• Required work:
Would you please copy every line of the material that follows, exactly as it reads?

• Entries provided:

use anyhow::{Context, Result};
use async_trait::async_trait;
use sqlx::{sqlite::SqliteRow, Row};

use super::{contacts::contact_from_row, parse_ts, SqliteStore};
use crate::{models::campaign_model::Campaign, repositories::CampaignRepository};

impl SqliteStore {
    async fn campaign_from_row(&self, row: &SqliteRow) -> Result<Campaign> {
        let id: String = row.try_get("id")?;

        let contact_rows = sqlx::query(
            r#"
            SELECT c.id, c.email, c.name, c.created_at, c.updated_at
            FROM contacts c
            JOIN campaigns_contacts cc ON cc.contact_id = c.id
            WHERE cc.campaign_id = ?1
            ORDER BY c.id
            "#,
        )
        .bind(&id)
        .fetch_all(&self.db_pool)
        .await
        .context("Fallo al leer contactos de la campaña")?;
        let contacts = contact_rows
            .iter()
            .map(contact_from_row)
            .collect::<Result<Vec<_>>>()?;

        let segment_rows = sqlx::query(
            r#"
            SELECT s.id, s.name, s.user_id, s.created_at, s.updated_at
            FROM segments s
            JOIN campaigns_segments cs ON cs.segment_id = s.id
            WHERE cs.campaign_id = ?1
            ORDER BY s.id
            "#,
        )
        .bind(&id)
        .fetch_all(&self.db_pool)
        .await
        .context("Fallo al leer segmentos de la campaña")?;
        let mut segments = Vec::with_capacity(segment_rows.len());
        for row in &segment_rows {
            segments.push(self.segment_from_row(row).await?);
        }

        Ok(Campaign {
            id,
            name: row.try_get("name")?,
            template_id: row.try_get("template_id")?,
            contacts,
            segments,
            created_at: parse_ts(&row.try_get::<String, _>("created_at")?)?,
        })
    }
}

#[async_trait]
impl CampaignRepository for SqliteStore {
    async fn save(&self, campaign: &Campaign) -> Result<Campaign> {
        let mut tx = self.db_pool.begin().await?;

        sqlx::query(
            r#"
            INSERT INTO campaigns (id, name, template_id, created_at)
            VALUES (?1, ?2, ?3, ?4)
            "#,
        )
        .bind(&campaign.id)
        .bind(&campaign.name)
        .bind(campaign.template_id)
        .bind(campaign.created_at.to_rfc3339())
        .execute(&mut *tx)
        .await
        .context("Fallo al insertar campaña")?;

        for contact in &campaign.contacts {
            sqlx::query(
                "INSERT OR IGNORE INTO campaigns_contacts (campaign_id, contact_id) VALUES (?1, ?2)",
            )
            .bind(&campaign.id)
            .bind(contact.id)
            .execute(&mut *tx)
            .await
            .context("Fallo al asociar contacto a la campaña")?;
        }

        for segment in &campaign.segments {
            sqlx::query(
                "INSERT OR IGNORE INTO campaigns_segments (campaign_id, segment_id) VALUES (?1, ?2)",
            )
            .bind(&campaign.id)
            .bind(segment.id)
            .execute(&mut *tx)
            .await
            .context("Fallo al asociar segmento a la campaña")?;
        }

        tx.commit().await.context("Fallo al confirmar campaña")?;
        Ok(campaign.clone())
    }

    async fn find_by_id(&self, id: &str) -> Result<Option<Campaign>> {
        let row = sqlx::query("SELECT id, name, template_id, created_at FROM campaigns WHERE id = ?1")
            .bind(id)
            .fetch_optional(&self.db_pool)
            .await
            .context("Fallo al buscar campaña")?;

        match row {
            Some(row) => Ok(Some(self.campaign_from_row(&row).await?)),
            None => Ok(None),
        }
    }

    async fn find_all(&self) -> Result<Vec<Campaign>> {
        let rows = sqlx::query(
            "SELECT id, name, template_id, created_at FROM campaigns ORDER BY created_at DESC",
        )
        .fetch_all(&self.db_pool)
        .await
        .context("Fallo al listar campañas")?;

        let mut result = Vec::with_capacity(rows.len());
        for row in &rows {
            result.push(self.campaign_from_row(row).await?);
        }
        Ok(result)
    }

    async fn count_by_template(&self, template_id: i64) -> Result<i64> {
        let row = sqlx::query("SELECT COUNT(*) AS cnt FROM campaigns WHERE template_id = ?1")
            .bind(template_id)
            .fetch_one(&self.db_pool)
            .await
            .context("Fallo al contar campañas por template")?;
        Ok(row.try_get("cnt")?)
    }

    async fn count_by_contact(&self, contact_id: i64) -> Result<i64> {
        let row =
            sqlx::query("SELECT COUNT(*) AS cnt FROM campaigns_contacts WHERE contact_id = ?1")
                .bind(contact_id)
                .fetch_one(&self.db_pool)
                .await
                .context("Fallo al contar campañas por contacto")?;
        Ok(row.try_get("cnt")?)
    }

    async fn count_by_segment(&self, segment_id: i64) -> Result<i64> {
        let row =
            sqlx::query("SELECT COUNT(*) AS cnt FROM campaigns_segments WHERE segment_id = ?1")
                .bind(segment_id)
                .fetch_one(&self.db_pool)
                .await
                .context("Fallo al contar campañas por segmento")?;
        Ok(row.try_get("cnt")?)
    }
}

• Answer to the exercise:
use anyhow::{Context, Result};
use async_trait::async_trait;
use sqlx::{sqlite::SqliteRow, Row};

use super::{contacts::contact_from_row, parse_ts, SqliteStore};
use crate::{models::campaign_model::Campaign, repositories::CampaignRepository};

impl SqliteStore {
    async fn campaign_from_row(&self, row: &SqliteRow) -> Result<Campaign> {
        let id: String = row.try_get("id")?;

        let contact_rows = sqlx::query(
            r#"
            SELECT c.id, c.email, c.name, c.created_at, c.updated_at
            FROM contacts c
            JOIN campaigns_contacts cc ON cc.contact_id = c.id
            WHERE cc.campaign_id = ?1
            ORDER BY c.id
            "#,
        )
        .bind(&id)
        .fetch_all(&self.db_pool)
        .await
        .context("Fallo al leer contactos de la campaña")?;
        let contacts = contact_rows
            .iter()
            .map(contact_from_row)
            .collect::<Result<Vec<_>>>()?;

        let segment_rows = sqlx::query(
            r#"
            SELECT s.id, s.name, s.user_id, s.created_at, s.updated_at
            FROM segments s
            JOIN campaigns_segments cs ON cs.segment_id = s.id
            WHERE cs.campaign_id = ?1
            ORDER BY s.id
            "#,
        )
        .bind(&id)
        .fetch_all(&self.db_pool)
        .await
        .context("Fallo al leer segmentos de la campaña")?;
        let mut segments = Vec::with_capacity(segment_rows.len());
        for row in &segment_rows {
            segments.push(self.segment_from_row(row).await?);
        }

        Ok(Campaign {
            id,
            name: row.try_get("name")?,
            template_id: row.try_get("template_id")?,
            contacts,
            segments,
            created_at: parse_ts(&row.try_get::<String, _>("created_at")?)?,
        })
    }
}

#[async_trait]
impl CampaignRepository for SqliteStore {
    async fn save(&self, campaign: &Campaign) -> Result<Campaign> {
        let mut tx = self.db_pool.begin().await?;

        sqlx::query(
            r#"
            INSERT INTO campaigns (id, name, template_id, created_at)
            VALUES (?1, ?2, ?3, ?4)
            "#,
        )
        .bind(&campaign.id)
        .bind(&campaign.name)
        .bind(campaign.template_id)
        .bind(campaign.created_at.to_rfc3339())
        .execute(&mut *tx)
        .await
        .context("Fallo al insertar campaña")?;

        for contact in &campaign.contacts {
            sqlx::query(
                "INSERT OR IGNORE INTO campaigns_contacts (campaign_id, contact_id) VALUES (?1, ?2)",
            )
            .bind(&campaign.id)
            .bind(contact.id)
            .execute(&mut *tx)
            .await
            .context("Fallo al asociar contacto a la campaña")?;
        }

        for segment in &campaign.segments {
            sqlx::query(
                "INSERT OR IGNORE INTO campaigns_segments (campaign_id, segment_id) VALUES (?1, ?2)",
            )
            .bind(&campaign.id)
            .bind(segment.id)
            .execute(&mut *tx)
            .await
            .context("Fallo al asociar segmento a la campaña")?;
        }

        tx.commit().await.context("Fallo al confirmar campaña")?;
        Ok(campaign.clone())
    }

    async fn find_by_id(&self, id: &str) -> Result<Option<Campaign>> {
        let row = sqlx::query("SELECT id, name, template_id, created_at FROM campaigns WHERE id = ?1")
            .bind(id)
            .fetch_optional(&self.db_pool)
            .await
            .context("Fallo al buscar campaña")?;

        match row {
            Some(row) => Ok(Some(self.campaign_from_row(&row).await?)),
            None => Ok(None),
        }
    }

    async fn find_all(&self) -> Result<Vec<Campaign>> {
        let rows = sqlx::query(
            "SELECT id, name, template_id, created_at FROM campaigns ORDER BY created_at DESC",
        )
        .fetch_all(&self.db_pool)
        .await
        .context("Fallo al listar campañas")?;

        let mut result = Vec::with_capacity(rows.len());
        for row in &rows {
            result.push(self.campaign_from_row(row).await?);
        }
        Ok(result)
    }

    async fn count_by_template(&self, template_id: i64) -> Result<i64> {
        let row = sqlx::query("SELECT COUNT(*) AS cnt FROM campaigns WHERE template_id = ?1")
            .bind(template_id)
            .fetch_one(&self.db_pool)
            .await
            .context("Fallo al contar campañas por template")?;
        Ok(row.try_get("cnt")?)
    }

    async fn count_by_contact(&self, contact_id: i64) -> Result<i64> {
        let row =
            sqlx::query("SELECT COUNT(*) AS cnt FROM campaigns_contacts WHERE contact_id = ?1")
                .bind(contact_id)
                .fetch_one(&self.db_pool)
                .await
                .context("Fallo al contar campañas por contacto")?;
        Ok(row.try_get("cnt")?)
    }

    async fn count_by_segment(&self, segment_id: i64) -> Result<i64> {
        let row =
            sqlx::query("SELECT COUNT(*) AS cnt FROM campaigns_segments WHERE segment_id = ?1")
                .bind(segment_id)
                .fetch_one(&self.db_pool)
                .await
                .context("Fallo al contar campañas por segmento")?;
        Ok(row.try_get("cnt")?)
    }
}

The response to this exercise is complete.